Where You Should Put a Gollum Jade Plant?

Unlike Gollum himself, the Gollum jade plant will not scream at you if you put it in sunlight, or anywhere the “Yellow Face” can see it.  

It will thrive both indoors and outdoors, but only outdoors during the summer months.

Although, if you keep it in direct sunlight all the time, it might start, as it is sensitive to too much sunlight, and will burn eventually.

The Gollum jade needs bright, indirect light in order to thrive, though a limited amount of direct sunlight will help it keep that pink hue.  

Too little sunlight will mean that it will lose its vibrant color, and the plant may elongate to search out more light. 

When You Should Water a Gollum Jade Plant?

As with most succulents, the Gollum jade plant needs a rest in between watering, to prevent root rot (see also How To Spot Root Rot in Succulents), which it is very susceptible to. 

Depending on the conditions you put the plant in, you may need to water this plant as little as once every two to three weeks. 

It can also tolerate spells of drought – and this is the best side to err on, as the plant will readily handle being under watered, after all, it’s what the plant’s evolved to do. 

Watering will also depend on the season and the climate you live in. If you have hot summers, you may need to water every week or two weeks. 

Cooler temperatures will require less frequent watering, and you’ll be able to tell when the plant needs watering as the leaves will start to look wrinkled or smaller, and the soil will be bone-dry. 

In particularly cold climates, watering will only need to be done sparingly. 

Some people forgo watering altogether in the winter, and succulents will adapt to this readily, but it also depends on the cultivar and its environment as to how well they will cope.

The Right Temperature and Humidity for a Gollum Jade

It’s not recommended that you keep your Gollum jade plant somewhere that will get frost. Frost can easily kill succulents, and while some types are hardier than others, it’s best to play it safe and put your succulent somewhere protected.

Gollum jade plants will also suffer under extreme heat, so to be sure, keep your Gollum plant in the region of 45-85°F.

Like most succulents, Gollum jade plants need average or low humidity levels, making them perfect for the dry environment that houses provide. Refrain from misting your succulents, as this will make them rot!

The Best Soil for a Gollum Jade Plant

Above all, a Gollum jade plant needs soil that drains freely. You can get specialist cacti and succulent potting mix readily available, and this will suit your Gollum jade just fine.

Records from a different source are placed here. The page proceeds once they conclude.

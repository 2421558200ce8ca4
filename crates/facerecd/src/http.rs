//! Browser UI shell: live recognition, registration and management surfaces.

use crate::engine::{EngineError, EngineHandle};
use axum::{
    body::Bytes,
    extract::{DefaultBodyLimit, Query, State},
    http::{header, HeaderMap, StatusCode},
    response::{Html, IntoResponse, Response},
    routing::{get, post},
    Json, Router,
};
use facerec_service::{Outcome, SessionState, Toast};
use image::{ImageFormat, RgbImage};
use serde::{Deserialize, Serialize};
use std::collections::HashMap;
use std::io::Cursor;
use std::net::SocketAddr;
use std::sync::Arc;
use std::time::{Duration, Instant};
use thiserror::Error;
use tokio::sync::RwLock;
use tower_http::trace::TraceLayer;

const INDEX_HTML: &str = include_str!("../assets/index.html");
const MAX_FRAME_BYTES: usize = 16 * 1024 * 1024;

/// Header carrying the per-tab session id chosen by the page.
pub const SESSION_HEADER: &str = "x-facerec-session";

/// Values the page needs to drive its streams.
#[derive(Debug, Clone, Serialize)]
pub struct UiSettings {
    pub stream_interval_ms: u64,
    pub similarity_threshold: f32,
}

impl UiSettings {
    pub fn new(stream_interval: Duration, similarity_threshold: f32) -> Self {
        Self {
            stream_interval_ms: stream_interval.as_millis() as u64,
            similarity_threshold,
        }
    }
}

/// Application state shared across handlers.
pub struct AppState {
    engine: EngineHandle,
    /// One state per UI session, replaced wholesale after each action.
    sessions: RwLock<HashMap<String, SessionState>>,
    settings: UiSettings,
    start_time: Instant,
}

impl AppState {
    pub fn new(engine: EngineHandle, settings: UiSettings) -> Self {
        Self {
            engine,
            sessions: RwLock::new(HashMap::new()),
            settings,
            start_time: Instant::now(),
        }
    }

    /// Replace the state of session `id` with `update` applied to it.
    ///
    /// Requests without a session id (the CLI) start from a fresh state that
    /// is not kept.
    async fn advance_session(
        &self,
        id: Option<String>,
        update: impl FnOnce(SessionState) -> SessionState,
    ) -> SessionState {
        let Some(id) = id else {
            return update(SessionState::new());
        };
        let mut sessions = self.sessions.write().await;
        let next = update(sessions.remove(&id).unwrap_or_default());
        sessions.insert(id, next.clone());
        next
    }

    async fn session(&self, id: Option<&str>) -> SessionState {
        match id {
            Some(id) => self.sessions.read().await.get(id).cloned().unwrap_or_default(),
            None => SessionState::new(),
        }
    }
}

fn session_id(headers: &HeaderMap) -> Option<String> {
    headers
        .get(SESSION_HEADER)
        .and_then(|v| v.to_str().ok())
        .filter(|v| !v.is_empty())
        .map(str::to_string)
}

#[derive(Error, Debug)]
pub enum ApiError {
    #[error(transparent)]
    Engine(#[from] EngineError),
    #[error("could not decode image: {0}")]
    BadImage(image::ImageError),
    #[error("could not encode image: {0}")]
    Encode(image::ImageError),
}

impl IntoResponse for ApiError {
    fn into_response(self) -> Response {
        let status = match &self {
            ApiError::BadImage(_) => StatusCode::BAD_REQUEST,
            ApiError::Engine(_) | ApiError::Encode(_) => {
                tracing::error!(error = %self, "request failed");
                StatusCode::INTERNAL_SERVER_ERROR
            }
        };
        (status, Json(ErrorResponse { error: self.to_string() })).into_response()
    }
}

#[derive(Debug, Serialize, Deserialize)]
pub struct ErrorResponse {
    pub error: String,
}

#[derive(Debug, Serialize, Deserialize)]
pub struct HealthResponse {
    pub status: String,
    pub version: String,
    pub uptime_seconds: u64,
    pub registered_faces: u64,
}

#[derive(Debug, Serialize, Deserialize)]
pub struct FacesResponse {
    pub names: Vec<String>,
    pub count: u64,
}

#[derive(Debug, Serialize)]
pub struct OutcomeResponse {
    pub message: String,
    pub success: bool,
    pub toast: Option<Toast>,
    pub session: SessionState,
}

impl OutcomeResponse {
    fn new(outcome: Outcome, session: SessionState) -> Self {
        Self {
            toast: outcome.toast(),
            message: outcome.message,
            success: outcome.success,
            session,
        }
    }
}

#[derive(Debug, Deserialize)]
pub struct RegisterQuery {
    #[serde(default)]
    pub name: String,
}

#[derive(Debug, Deserialize)]
pub struct RenameRequest {
    #[serde(default)]
    pub old_name: String,
    #[serde(default)]
    pub new_name: String,
    #[serde(default)]
    pub password: String,
}

#[derive(Debug, Deserialize)]
pub struct DeleteRequest {
    #[serde(default)]
    pub name: String,
    #[serde(default)]
    pub password: String,
}

/// Create the application router.
pub fn create_router(state: Arc<AppState>) -> Router {
    Router::new()
        .route("/", get(index))
        .route("/api/v1/health", get(health))
        .route("/api/v1/settings", get(settings))
        .route("/api/v1/predict", post(predict))
        .route("/api/v1/register/preview", post(preview))
        .route("/api/v1/register", post(register))
        .route("/api/v1/faces", get(faces))
        .route("/api/v1/faces/rename", post(rename))
        .route("/api/v1/faces/delete", post(delete))
        .route("/api/v1/session", get(session))
        .layer(DefaultBodyLimit::max(MAX_FRAME_BYTES))
        .layer(TraceLayer::new_for_http())
        .with_state(state)
}

/// Serve until Ctrl-C.
pub async fn serve(addr: SocketAddr, state: Arc<AppState>) -> std::io::Result<()> {
    let listener = tokio::net::TcpListener::bind(addr).await?;
    tracing::info!(%addr, "facerecd listening");

    axum::serve(listener, create_router(state))
        .with_graceful_shutdown(async {
            let _ = tokio::signal::ctrl_c().await;
            tracing::info!("facerecd shutting down");
        })
        .await
}

fn decode_frame(bytes: &[u8]) -> Result<RgbImage, image::ImageError> {
    Ok(image::load_from_memory(bytes)?.to_rgb8())
}

fn jpeg_response(frame: RgbImage) -> Result<Response, ApiError> {
    let mut buf = Cursor::new(Vec::new());
    image::DynamicImage::ImageRgb8(frame)
        .write_to(&mut buf, ImageFormat::Jpeg)
        .map_err(ApiError::Encode)?;
    Ok(([(header::CONTENT_TYPE, "image/jpeg")], buf.into_inner()).into_response())
}

async fn index() -> Html<&'static str> {
    Html(INDEX_HTML)
}

async fn health(State(state): State<Arc<AppState>>) -> Result<Json<HealthResponse>, ApiError> {
    let registered_faces = state.engine.count().await?;
    Ok(Json(HealthResponse {
        status: "healthy".to_string(),
        version: env!("CARGO_PKG_VERSION").to_string(),
        uptime_seconds: state.start_time.elapsed().as_secs(),
        registered_faces,
    }))
}

async fn settings(State(state): State<Arc<AppState>>) -> Json<UiSettings> {
    Json(state.settings.clone())
}

/// Empty body means the camera has not produced a frame yet.
async fn predict(State(state): State<Arc<AppState>>, body: Bytes) -> Result<Response, ApiError> {
    if body.is_empty() {
        return Ok(StatusCode::NO_CONTENT.into_response());
    }
    let frame = decode_frame(&body).map_err(ApiError::BadImage)?;
    jpeg_response(state.engine.predict(frame).await?)
}

async fn preview(State(state): State<Arc<AppState>>, body: Bytes) -> Result<Response, ApiError> {
    if body.is_empty() {
        return Ok(StatusCode::NO_CONTENT.into_response());
    }
    let frame = decode_frame(&body).map_err(ApiError::BadImage)?;
    jpeg_response(state.engine.preview(frame).await?)
}

async fn register(
    State(state): State<Arc<AppState>>,
    Query(query): Query<RegisterQuery>,
    headers: HeaderMap,
    body: Bytes,
) -> Result<Json<OutcomeResponse>, ApiError> {
    let snapshot = if body.is_empty() {
        None
    } else {
        match decode_frame(&body) {
            Ok(frame) => Some(frame),
            Err(err) => {
                tracing::warn!(error = %err, "undecodable registration snapshot");
                None
            }
        }
    };

    let outcome = state.engine.register(query.name, snapshot).await?;

    let session = state
        .advance_session(session_id(&headers), |s| s.with_registration(outcome.clone()))
        .await;
    Ok(Json(OutcomeResponse::new(outcome, session)))
}

async fn faces(State(state): State<Arc<AppState>>) -> Result<Json<FacesResponse>, ApiError> {
    let names = state.engine.list_names().await?;
    let count = state.engine.count().await?;
    Ok(Json(FacesResponse { names, count }))
}

async fn rename(
    State(state): State<Arc<AppState>>,
    headers: HeaderMap,
    Json(req): Json<RenameRequest>,
) -> Result<Json<OutcomeResponse>, ApiError> {
    let outcome = state
        .engine
        .rename(req.old_name, req.new_name, req.password)
        .await?;

    let session = state
        .advance_session(session_id(&headers), |s| s.with_management(outcome.clone()))
        .await;
    Ok(Json(OutcomeResponse::new(outcome, session)))
}

async fn delete(
    State(state): State<Arc<AppState>>,
    headers: HeaderMap,
    Json(req): Json<DeleteRequest>,
) -> Result<Json<OutcomeResponse>, ApiError> {
    let outcome = state.engine.delete(req.name, req.password).await?;

    let session = state
        .advance_session(session_id(&headers), |s| s.with_management(outcome.clone()))
        .await;
    Ok(Json(OutcomeResponse::new(outcome, session)))
}

async fn session(State(state): State<Arc<AppState>>, headers: HeaderMap) -> Json<SessionState> {
    Json(state.session(session_id(&headers).as_deref()).await)
}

If you’d prefer to mix your own, use a ratio of 2:1 soil and sand mixture which doesn’t have a lot of nutrients, or 1:1:1 of perlite, sand, and soil.

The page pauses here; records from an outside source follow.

//! ArcFace face recognizer via ONNX Runtime.
//!
//! Turns an aligned 112×112 RGB face crop into an L2-normalised 512-d
//! embedding.

use crate::alignment::{self, ALIGNED_SIZE};
use crate::types::{BoundingBox, Embedding};
use crate::ExecutionProvider;
use image::RgbImage;
use ndarray::Array4;
use ort::session::Session;
use ort::value::TensorRef;
use std::path::Path;
use thiserror::Error;

const ARCFACE_MEAN: f32 = 127.5;
const ARCFACE_STD: f32 = 127.5; // symmetric, unlike SCRFD's 128.0
pub const ARCFACE_EMBEDDING_DIM: usize = 512;

#[derive(Error, Debug)]
pub enum RecognizerError {
    #[error("model file not found: {0} — download the InsightFace model pack into the model directory")]
    ModelNotFound(String),
    #[error("inference failed: {0}")]
    InferenceFailed(String),
    #[error("face has no landmarks — detector must return landmarks for alignment")]
    NoLandmarks,
    #[error("ort: {0}")]
    Ort(#[from] ort::Error),
}

/// ArcFace-based face recognizer.
pub struct FaceRecognizer {
    session: Session,
    model_version: String,
}

impl FaceRecognizer {
    /// Load an ArcFace ONNX model. The file stem becomes the embedding's model version.
    pub fn load(model_path: &str, provider: ExecutionProvider) -> Result<Self, RecognizerError> {
        let path = Path::new(model_path);
        if !path.exists() {
            return Err(RecognizerError::ModelNotFound(model_path.to_string()));
        }

        let session = Session::builder()?
            .with_execution_providers([provider.dispatch()])?
            .with_intra_threads(2)?
            .commit_from_file(model_path)?;

        let model_version = path
            .file_stem()
            .map(|s| s.to_string_lossy().into_owned())
            .unwrap_or_default();

        tracing::info!(
            path = model_path,
            provider = provider.as_str(),
            version = %model_version,
            "loaded ArcFace model"
        );

        Ok(Self { session, model_version })
    }

    /// Extract the embedding of `face` from `frame`.
    ///
    /// The face is aligned with its five landmarks before inference.
    pub fn extract(&mut self, frame: &RgbImage, face: &BoundingBox) -> Result<Embedding, RecognizerError> {
        let landmarks = face.landmarks.as_ref().ok_or(RecognizerError::NoLandmarks)?;
        let aligned = alignment::align_face(frame, landmarks);
        let input = preprocess(&aligned);

        let outputs = self.session.run(ort::inputs![TensorRef::from_array_view(input.view())?])?;

        let (_, raw) = outputs[0]
            .try_extract_tensor::<f32>()
            .map_err(|e| RecognizerError::InferenceFailed(format!("embedding extraction: {e}")))?;

        if raw.len() != ARCFACE_EMBEDDING_DIM {
            return Err(RecognizerError::InferenceFailed(format!(
                "expected {ARCFACE_EMBEDDING_DIM}-dim embedding, got {}",
                raw.len()
            )));
        }

        Ok(Embedding {
            values: l2_normalize(raw),
            model_version: Some(self.model_version.clone()),
        })
    }
}

fn l2_normalize(raw: &[f32]) -> Vec<f32> {
    let norm = raw.iter().map(|x| x * x).sum::<f32>().sqrt();
    if norm > 0.0 {
        raw.iter().map(|x| x / norm).collect()
    } else {
        raw.to_vec()
    }
}

/// Aligned RGB crop → normalised NCHW tensor.
fn preprocess(aligned: &RgbImage) -> Array4<f32> {
    let size = ALIGNED_SIZE as usize;
    let mut tensor = Array4::<f32>::zeros((1, 3, size, size));

    for (x, y, px) in aligned.enumerate_pixels() {
        let (x, y) = (x as usize, y as usize);
        if x >= size || y >= size {
            continue;
        }
        for c in 0..3 {
            tensor[[0, c, y, x]] = (px[c] as f32 - ARCFACE_MEAN) / ARCFACE_STD;
        }
    }

    tensor
}

#[cfg(test)]
mod tests {
    use super::*;
    use image::Rgb;

    #[test]
    fn test_preprocess_output_shape() {
        let aligned = RgbImage::from_pixel(ALIGNED_SIZE, ALIGNED_SIZE, Rgb([128, 128, 128]));
        let tensor = preprocess(&aligned);
        assert_eq!(tensor.shape(), &[1, 3, 112, 112]);
    }

    #[test]
    fn test_preprocess_normalization_per_channel() {
        let aligned = RgbImage::from_pixel(ALIGNED_SIZE, ALIGNED_SIZE, Rgb([255, 0, 128]));
        let tensor = preprocess(&aligned);
        assert!((tensor[[0, 0, 5, 5]] - 1.0).abs() < 1e-6);
        assert!((tensor[[0, 1, 5, 5]] + 1.0).abs() < 1e-6);
        let expected = (128.0 - ARCFACE_MEAN) / ARCFACE_STD;
        assert!((tensor[[0, 2, 5, 5]] - expected).abs() < 1e-6);
    }

    #[test]
    fn test_l2_normalize() {
        let v = l2_normalize(&[3.0, 4.0]);
        assert!((v[0] - 0.6).abs() < 1e-6);
        assert!((v[1] - 0.8).abs() < 1e-6);
    }

    #[test]
    fn test_l2_normalize_zero_vector_untouched() {
        assert_eq!(l2_normalize(&[0.0, 0.0]), vec![0.0, 0.0]);
    }
}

Fertilization and Pruning: Does a Gollum Jade Need Either?

No. It’s not necessary to prune or even fertilize your Gollum jade. Fertilizing a succulent plant is a risk – as an imbalance of nutrients will readily kill your succulents. 

They have evolved to exist in extreme climates which don’t hold many nutrients in the soil, so upsetting this delicate balance can be disastrous. 

Fertilizer causes your plants to grow more rapidly, which puts your succulents under stress, and can result in a much weaker plant, vulnerable to disease and pests. 

Warnings aside, if you really want to feed your Gollum jade (no raw fish, please), then use a succulent feed, and steer clear of manure, potent fertilizer, or slow-release mixes.

You don’t need to prune your plant, as it will grow to the size of the container. If you want it to get bigger after that, move it to a larger pot. You can, however, propagate it. 

How to Propagate a Gollum Jade Plant?

You can propagate a Gollum jade by taking leaf or stem cuttings. Pop these cuttings somewhere warm, and once the wound has dried, put them upright in a succulent mix, and they will form roots within a couple of weeks. 

These weaker cuttings may need a watchful eye, but you’ll soon be rewarded with Gollum jade plants (see also How To Propagate Jade Plants Through Leaf Cuttings)!

Gollum Jade Plant Toxicity

Unfortunately, the Gollum jade plant is poisonous, to both pets and humans. It’s advised to keep your Gollum jade out of reach, and to use gloves when propagating.